Physically Obfuscated Keys 


In trying to make a PUF, we have found ways of extracting information from complex 
physical systems, in a way that is reliable, and that resists attackers trying to extract the 
information through invasive means. In this chapter, we use the same techniques, but instead 
of using them to make a PUF, from which we can extract a limitless supply of responses, we 
choose to only extract one (or possibly a few responses). 

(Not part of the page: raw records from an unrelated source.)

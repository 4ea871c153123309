//! The logging capability handed to [`Disk`](crate::Disk) and
//! [`FileSystem`](crate::FileSystem).
//!
//! The file system never reaches for a global logger on its own. Callers pass an
//! [`EventLog`] at construction time, which wraps any [`log::Log`] implementation
//! (for instance an `env_logger::Logger`). [`EventLog::facade`] wraps whatever is
//! installed in the `log` facade and is what the plain constructors use.

use std::fmt;
use std::sync::Arc;

use log::{Level, Log, Metadata, Record};

/// Emits a leveled event through an [`EventLog`], tagging it with the calling module.
///
/// `event!(self.log, Info, "formatted {} bytes", size)`
macro_rules! event {
    ($log:expr, $level:ident, $($arg:tt)+) => {
        $log.emit(::log::Level::$level, module_path!(), format_args!($($arg)+))
    };
}

/// Forwards records to the logger installed in the `log` facade.
struct Facade;

impl Log for Facade {
    fn enabled(&self, metadata: &Metadata) -> bool {
        log::logger().enabled(metadata)
    }

    fn log(&self, record: &Record) {
        log::logger().log(record)
    }

    fn flush(&self) {
        log::logger().flush()
    }
}

/// A cheaply cloneable, write-only handle onto a log sink.
#[derive(Clone)]
pub struct EventLog {
    sink: Arc<dyn Log>,
}

impl EventLog {
    pub fn new(sink: Arc<dyn Log>) -> Self {
        Self { sink }
    }

    /// Routes events to the process wide `log` facade.
    pub fn facade() -> Self {
        Self::new(Arc::new(Facade))
    }

    pub fn emit(&self, level: Level, target: &str, args: fmt::Arguments<'_>) {
        let metadata = Metadata::builder().level(level).target(target).build();
        if !self.sink.enabled(&metadata) {
            return;
        }
        self.sink
            .log(&Record::builder().metadata(metadata).args(args).build());
    }
}

impl Default for EventLog {
    fn default() -> Self {
        Self::facade()
    }
}

impl fmt::Debug for EventLog {
    fn fmt(&self, f: &mut fmt::Formatter<'_>) -> fmt::Result {
        f.debug_struct("EventLog").finish_non_exhaustive()
    }
}

#[cfg(test)]
pub(crate) mod tests {
    use super::*;
    use std::sync::Mutex;

    /// Captures every record so tests can assert on emitted events.
    #[derive(Default)]
    pub struct Recorder {
        pub records: Mutex<Vec<(Level, String)>>,
    }

    impl Recorder {
        pub fn contains(&self, level: Level, needle: &str) -> bool {
            self.records
                .lock()
                .unwrap()
                .iter()
                .any(|(l, msg)| *l == level && msg.contains(needle))
        }
    }

    impl Log for Recorder {
        fn enabled(&self, _: &Metadata) -> bool {
            true
        }

        fn log(&self, record: &Record) {
            self.records
                .lock()
                .unwrap()
                .push((record.level(), record.args().to_string()));
        }

        fn flush(&self) {}
    }

    #[test]
    fn emitted_events_reach_the_sink() {
        let recorder = Arc::new(Recorder::default());
        let log = EventLog::new(recorder.clone());

        event!(log, Warn, "bitmap has {} stray bits", 3);

        assert!(recorder.contains(Level::Warn, "bitmap has 3 stray bits"));
    }
}
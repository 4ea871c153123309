use crate::error::{FsError, Result};
use crate::node::{InodeId, INODE_SIZE, NUM_DIRECT_POINTERS};

pub const SB_MAGIC: u32 = 0x434C_4653; // CLFS
const SB_VERSION: u16 = 1;

/// Number of bytes the encoded superblock occupies at the start of cluster 0.
pub const SUPERBLOCK_SIZE: usize = 316;

pub const SIGNATURE: &str = "clusterfs";
pub const SIGNATURE_LEN: usize = 9;
pub const VOLUME_DESCRIPTION: &str = "A simple cluster based file system emulator";
pub const VOLUME_DESC_LEN: usize = 251;

pub const MIN_CLUSTER_SIZE: u32 = 512;
pub const MAX_CLUSTER_SIZE: u32 = 65536;
pub const DEFAULT_CLUSTER_SIZE: u32 = 512;
/// One inode for every 4 KiB of image unless told otherwise.
pub const DEFAULT_BYTES_PER_INODE: u32 = 4096;

/// The inode table and the bitmap live in memory while mounted, so both are capped.
pub const MAX_INODE_COUNT: u64 = 1 << 20;
pub const MAX_CLUSTER_COUNT: u64 = 1 << 27;

pub const ROOT_INODE_ID: InodeId = 0;

// Field offsets inside the encoded superblock.
const OFF_MAGIC: usize = 0;
const OFF_VERSION: usize = 4;
const OFF_IMAGE_SIZE: usize = 8;
const OFF_CLUSTER_SIZE: usize = 16;
const OFF_CLUSTER_COUNT: usize = 20;
const OFF_INODE_COUNT: usize = 24;
const OFF_ROOT_INODE: usize = 28;
const OFF_BITMAP: usize = 32;
const OFF_INODE_TABLE: usize = 40;
const OFF_DATA: usize = 48;
const OFF_SIGNATURE: usize = 56;
const OFF_DESCRIPTION: usize = OFF_SIGNATURE + SIGNATURE_LEN;

/// Parameters accepted by `format`.
#[derive(Debug, Clone, PartialEq, Eq)]
pub struct FormatOptions {
    /// Cluster size in bytes; a power of two between 512 and 65536.
    pub cluster_size: u32,
    /// Image bytes per inode, used when `inode_count` is not set.
    pub bytes_per_inode: u32,
    /// Exact number of inodes to create.
    pub inode_count: Option<u32>,
}

impl Default for FormatOptions {
    fn default() -> Self {
        Self {
            cluster_size: DEFAULT_CLUSTER_SIZE,
            bytes_per_inode: DEFAULT_BYTES_PER_INODE,
            inode_count: None,
        }
    }
}

/// The first cluster of the file system storing information critical for mounting
/// the file system and verifying the underlying disk is formatted correctly.
///
/// Every other structure is located through the offsets kept here, so images of
/// different sizes and cluster sizes can coexist.
///
/// # Layout
/// ================================================================
/// | SuperBlock | Bitmap (data region) | Inode table | Data region |
/// ================================================================
#[derive(Debug, Clone, PartialEq, Eq)]
pub struct SuperBlock {
    pub signature: String,
    pub description: String,
    /// Size of the backing image in bytes.
    pub image_size: u64,
    pub cluster_size: u32,
    /// Number of clusters in the data region (and bits in the bitmap).
    pub cluster_count: u32,
    pub inode_count: u32,
    pub root_inode: InodeId,
    /// Byte offset of the bitmap.
    pub bitmap_offset: u64,
    /// Byte offset of the inode table.
    pub inode_table_offset: u64,
    /// Byte offset of the first data cluster.
    pub data_offset: u64,
}

fn div_ceil(n: u64, d: u64) -> u64 {
    (n + d - 1) / d
}

fn field<const N: usize>(buf: &[u8], offset: usize) -> Result<[u8; N]> {
    buf.get(offset..offset + N)
        .and_then(|bytes| bytes.try_into().ok())
        .ok_or_else(|| {
            FsError::Corrupted(format!(
                "superblock truncated: need {} bytes at offset {}",
                N, offset
            ))
        })
}

fn fixed_str(bytes: &[u8]) -> String {
    let len = bytes.iter().position(|&b| b == 0).unwrap_or(bytes.len());
    String::from_utf8_lossy(&bytes[..len]).into_owned()
}

fn put_str(buf: &mut [u8], offset: usize, len: usize, value: &str) {
    let bytes = value.as_bytes();
    let n = bytes.len().min(len);
    buf[offset..offset + n].copy_from_slice(&bytes[..n]);
}

impl SuperBlock {
    /// Computes the layout of a fresh image of `image_size` bytes.
    ///
    /// Cluster 0 holds the superblock, followed by as many bitmap clusters as the
    /// data region needs, the inode table, and the data region itself.
    pub fn plan(image_size: u64, opts: &FormatOptions) -> Result<Self> {
        let c = opts.cluster_size;
        if !c.is_power_of_two() || !(MIN_CLUSTER_SIZE..=MAX_CLUSTER_SIZE).contains(&c) {
            return Err(FsError::Configuration(format!(
                "cluster size {} must be a power of two between {} and {}",
                c, MIN_CLUSTER_SIZE, MAX_CLUSTER_SIZE
            )));
        }
        let c = c as u64;

        let inode_count = match opts.inode_count {
            Some(n) => n as u64,
            None => {
                if opts.bytes_per_inode == 0 {
                    return Err(FsError::Configuration(
                        "bytes per inode must be non-zero".to_string(),
                    ));
                }
                (image_size / opts.bytes_per_inode as u64).max(1)
            }
        };
        if inode_count == 0 || inode_count > MAX_INODE_COUNT {
            return Err(FsError::Configuration(format!(
                "inode count {} out of range 1..={}",
                inode_count, MAX_INODE_COUNT
            )));
        }

        let total = image_size / c;
        if total > MAX_CLUSTER_COUNT {
            return Err(FsError::Configuration(format!(
                "image of {} bytes has more than {} clusters of {} bytes",
                image_size, MAX_CLUSTER_COUNT, c
            )));
        }
        let inode_blocks = div_ceil(inode_count * INODE_SIZE as u64, c);
        // Superblock, inode table, at least one bitmap cluster and one data cluster.
        if total < 1 + inode_blocks + 2 {
            return Err(FsError::Configuration(format!(
                "{} bytes cannot hold the superblock, a bitmap, {} inodes and a data cluster",
                image_size, inode_count
            )));
        }
        let remaining = total - 1 - inode_blocks;
        let bitmap_blocks = div_ceil(remaining, 8 * c + 1);
        let data_blocks = remaining - bitmap_blocks;

        let bitmap_offset = c;
        let inode_table_offset = bitmap_offset + bitmap_blocks * c;
        let data_offset = inode_table_offset + inode_blocks * c;

        Ok(Self {
            signature: SIGNATURE.to_string(),
            description: VOLUME_DESCRIPTION.to_string(),
            image_size,
            cluster_size: c as u32,
            cluster_count: data_blocks as u32,
            inode_count: inode_count as u32,
            root_inode: ROOT_INODE_ID,
            bitmap_offset,
            inode_table_offset,
            data_offset,
        })
    }

    /// Reads the superblock from the head of a buffer. The magic constant and the
    /// derived offsets are validated so a foreign file is rejected instead of mounted.
    pub fn parse(buf: &[u8]) -> Result<Self> {
        let magic = u32::from_be_bytes(field(buf, OFF_MAGIC)?);
        if magic != SB_MAGIC {
            return Err(FsError::Corrupted(format!(
                "superblock magic {:#010x} invalid",
                magic
            )));
        }
        let version = u16::from_be_bytes(field(buf, OFF_VERSION)?);
        if version != SB_VERSION {
            return Err(FsError::Corrupted(format!(
                "unsupported superblock version {}",
                version
            )));
        }

        let sb = Self {
            signature: fixed_str(&field::<SIGNATURE_LEN>(buf, OFF_SIGNATURE)?),
            description: fixed_str(&field::<VOLUME_DESC_LEN>(buf, OFF_DESCRIPTION)?),
            image_size: u64::from_be_bytes(field(buf, OFF_IMAGE_SIZE)?),
            cluster_size: u32::from_be_bytes(field(buf, OFF_CLUSTER_SIZE)?),
            cluster_count: u32::from_be_bytes(field(buf, OFF_CLUSTER_COUNT)?),
            inode_count: u32::from_be_bytes(field(buf, OFF_INODE_COUNT)?),
            root_inode: u32::from_be_bytes(field(buf, OFF_ROOT_INODE)?),
            bitmap_offset: u64::from_be_bytes(field(buf, OFF_BITMAP)?),
            inode_table_offset: u64::from_be_bytes(field(buf, OFF_INODE_TABLE)?),
            data_offset: u64::from_be_bytes(field(buf, OFF_DATA)?),
        };
        sb.validate()?;
        Ok(sb)
    }

    fn validate(&self) -> Result<()> {
        let c = self.cluster_size as u64;
        let ok = self.cluster_size.is_power_of_two()
            && (MIN_CLUSTER_SIZE..=MAX_CLUSTER_SIZE).contains(&self.cluster_size)
            && self.bitmap_offset == c
            && self.bitmap_offset < self.inode_table_offset
            && self.inode_table_offset < self.data_offset
            && self.inode_table_offset % c == 0
            && self.data_offset % c == 0
            && self.inode_count > 0
            && self.inode_count as u64 <= MAX_INODE_COUNT
            && self.cluster_count as u64 <= MAX_CLUSTER_COUNT
            && self.root_inode < self.inode_count
            && self.cluster_count > 0
            && self.data_offset + self.cluster_count as u64 * c <= self.image_size
            && self.bitmap_blocks() as u64 * c * 8 >= self.cluster_count as u64
            && self.inode_table_blocks() as u64 * c >= self.inode_count as u64 * INODE_SIZE as u64;
        if !ok {
            return Err(FsError::Corrupted(
                "superblock offsets are inconsistent".to_string(),
            ));
        }
        Ok(())
    }

    /// Serializes the SuperBlock into a SUPERBLOCK_SIZE buffer for writing to disk.
    /// The encoding is a series of fields at fixed offsets with big endian byte order.
    pub fn serialize(&self) -> Vec<u8> {
        let mut buf = vec![0; SUPERBLOCK_SIZE];
        buf[OFF_MAGIC..OFF_MAGIC + 4].copy_from_slice(&SB_MAGIC.to_be_bytes());
        buf[OFF_VERSION..OFF_VERSION + 2].copy_from_slice(&SB_VERSION.to_be_bytes());
        buf[OFF_IMAGE_SIZE..OFF_IMAGE_SIZE + 8].copy_from_slice(&self.image_size.to_be_bytes());
        buf[OFF_CLUSTER_SIZE..OFF_CLUSTER_SIZE + 4]
            .copy_from_slice(&self.cluster_size.to_be_bytes());
        buf[OFF_CLUSTER_COUNT..OFF_CLUSTER_COUNT + 4]
            .copy_from_slice(&self.cluster_count.to_be_bytes());
        buf[OFF_INODE_COUNT..OFF_INODE_COUNT + 4].copy_from_slice(&self.inode_count.to_be_bytes());
        buf[OFF_ROOT_INODE..OFF_ROOT_INODE + 4].copy_from_slice(&self.root_inode.to_be_bytes());
        buf[OFF_BITMAP..OFF_BITMAP + 8].copy_from_slice(&self.bitmap_offset.to_be_bytes());
        buf[OFF_INODE_TABLE..OFF_INODE_TABLE + 8]
            .copy_from_slice(&self.inode_table_offset.to_be_bytes());
        buf[OFF_DATA..OFF_DATA + 8].copy_from_slice(&self.data_offset.to_be_bytes());
        put_str(&mut buf, OFF_SIGNATURE, SIGNATURE_LEN, &self.signature);
        put_str(&mut buf, OFF_DESCRIPTION, VOLUME_DESC_LEN, &self.description);
        buf
    }

    fn block_of(&self, offset: u64) -> usize {
        (offset / self.cluster_size as u64) as usize
    }

    /// Total number of device blocks the image spans.
    pub fn total_blocks(&self) -> usize {
        (self.image_size / self.cluster_size as u64) as usize
    }

    pub fn bitmap_block(&self) -> usize {
        self.block_of(self.bitmap_offset)
    }

    pub fn bitmap_blocks(&self) -> usize {
        self.block_of(self.inode_table_offset) - self.bitmap_block()
    }

    pub fn inode_table_block(&self) -> usize {
        self.block_of(self.inode_table_offset)
    }

    pub fn inode_table_blocks(&self) -> usize {
        self.block_of(self.data_offset) - self.inode_table_block()
    }

    /// Device block backing data cluster `index`.
    pub fn data_block(&self, index: u32) -> usize {
        self.block_of(self.data_offset) + index as usize
    }

    /// Number of cluster pointers an index cluster holds.
    pub fn pointers_per_cluster(&self) -> u64 {
        self.cluster_size as u64 / 4
    }

    /// Largest file the direct, single indirect and double indirect pointers address.
    pub fn max_file_size(&self) -> u64 {
        let p = self.pointers_per_cluster();
        (NUM_DIRECT_POINTERS as u64 + p + p * p) * self.cluster_size as u64
    }
}

#[cfg(test)]
mod tests {
    use super::*;

    const MIB: u64 = 1024 * 1024;

    #[test]
    fn can_encode_and_decode_superblocks() {
        let sb = SuperBlock::plan(MIB, &FormatOptions::default()).unwrap();
        let encoded = sb.serialize();

        let parsed = SuperBlock::parse(&encoded).unwrap();

        assert_eq!(parsed, sb);
    }

    #[test]
    fn plans_one_mebibyte_image_with_512_byte_clusters() {
        let sb = SuperBlock::plan(MIB, &FormatOptions::default()).unwrap();

        assert_eq!(sb.inode_count, 256);
        assert_eq!(sb.bitmap_offset, 512);
        assert_eq!(sb.bitmap_blocks(), 1);
        assert_eq!(sb.inode_table_blocks(), 256 * INODE_SIZE / 512);
        assert_eq!(sb.cluster_count, 2048 - 1 - 1 - 32);
        assert_eq!(sb.data_offset, (1 + 1 + 32) * 512);
        assert_eq!(sb.max_file_size(), (5 + 128 + 128 * 128) * 512);
    }

    #[test]
    fn bitmap_covers_every_data_cluster() {
        for size in [64 * 1024, 3 * MIB + 17, 50_000_000] {
            let sb = SuperBlock::plan(size, &FormatOptions::default()).unwrap();
            assert!(sb.bitmap_blocks() * sb.cluster_size as usize * 8 >= sb.cluster_count as usize);
            assert!(sb.data_offset + sb.cluster_count as u64 * 512 <= size);
        }
    }

    #[test]
    fn rejects_images_too_small_for_minimal_layout() {
        let opts = FormatOptions {
            inode_count: Some(1),
            ..FormatOptions::default()
        };
        match SuperBlock::plan(3 * 512, &opts) {
            Err(FsError::Configuration(_)) => (),
            other => panic!("unexpected result {:?}", other),
        }
        // Superblock, bitmap, one inode cluster and one data cluster is the minimum.
        let sb = SuperBlock::plan(4 * 512, &opts).unwrap();
        assert_eq!(sb.cluster_count, 1);
    }

    #[test]
    fn rejects_bad_cluster_sizes() {
        for cluster_size in [0, 256, 1000, 131072] {
            let opts = FormatOptions {
                cluster_size,
                ..FormatOptions::default()
            };
            assert!(matches!(
                SuperBlock::plan(MIB, &opts),
                Err(FsError::Configuration(_))
            ));
        }
    }

    #[test]
    fn rejects_images_too_large_to_mount() {
        assert!(matches!(
            SuperBlock::plan(600_000_000_000, &FormatOptions::default()),
            Err(FsError::Configuration(_))
        ));

        let opts = FormatOptions {
            inode_count: Some(MAX_INODE_COUNT as u32 + 1),
            ..FormatOptions::default()
        };
        assert!(matches!(
            SuperBlock::plan(1 << 30, &opts),
            Err(FsError::Configuration(_))
        ));

        let opts = FormatOptions {
            cluster_size: MAX_CLUSTER_SIZE,
            ..FormatOptions::default()
        };
        assert!(SuperBlock::plan(1 << 32, &opts).is_ok());
    }

    #[test]
    fn parsing_buffer_with_invalid_magic_fails() {
        let zero_buffer_with_right_size = vec![0; 512];
        assert!(matches!(
            SuperBlock::parse(&zero_buffer_with_right_size),
            Err(FsError::Corrupted(_))
        ));
    }

    #[test]
    fn parsing_truncated_buffer_fails() {
        let sb = SuperBlock::plan(MIB, &FormatOptions::default()).unwrap();
        let encoded = sb.serialize();
        assert!(SuperBlock::parse(&encoded[..40]).is_err());
    }
}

6.1 Who Picks the Challenge? 


The applications that we have been considering for now involve interaction between a PUF 
equipped device and a remote party who provides a challenge. There are applications in 
which that model isn’t adequate. For example, a company might want to produce a chip 
that contains its latest video compression algorithm. They would like that chip to work 
right out of the box: connect an uncompressed video source to the input, turn on the power, 
and a stream of compressed video emerges from the output. However, they are concerned 
about people opening the chip, generating masks from what they see [5], and cheaply mass 
producing clones of the compressor. 

PUFs as we have been using them so far are not suited to the problem at hand, as the 
chip isn’t trying to engage in a cryptographic protocol with some remote party. However, 
by looking at PUFs in a new way, it is possible to get some interesting results. Here is a 
proposed solution to the company’s problem, assuming that the chip is a microcontroller 
with the compression algorithm stored in ROM. It is illustrated in Figure 6-1. 

First, the ROM is encrypted using a k-bit key K. To generate that key, A PUF is 
intertwined with the other functions on the chip. The PUF is hard-wired to always get the 
same challenge, and output a k-bit response. That response is combined with the contents 
of some fuses! via an exclusive-or operation to produce K. A decoder uses that K to decrypt 
the ROM. 

Since cost constraints require that the same ROM be present on each chip, the key K 
must be the same for all chips. The response from the PUF is different for each chip, but 


‘A fuse is a memory element that can be set once. It is implemented by a fuse that can be burned out 
or not depending on the bit to be stored, hence the name.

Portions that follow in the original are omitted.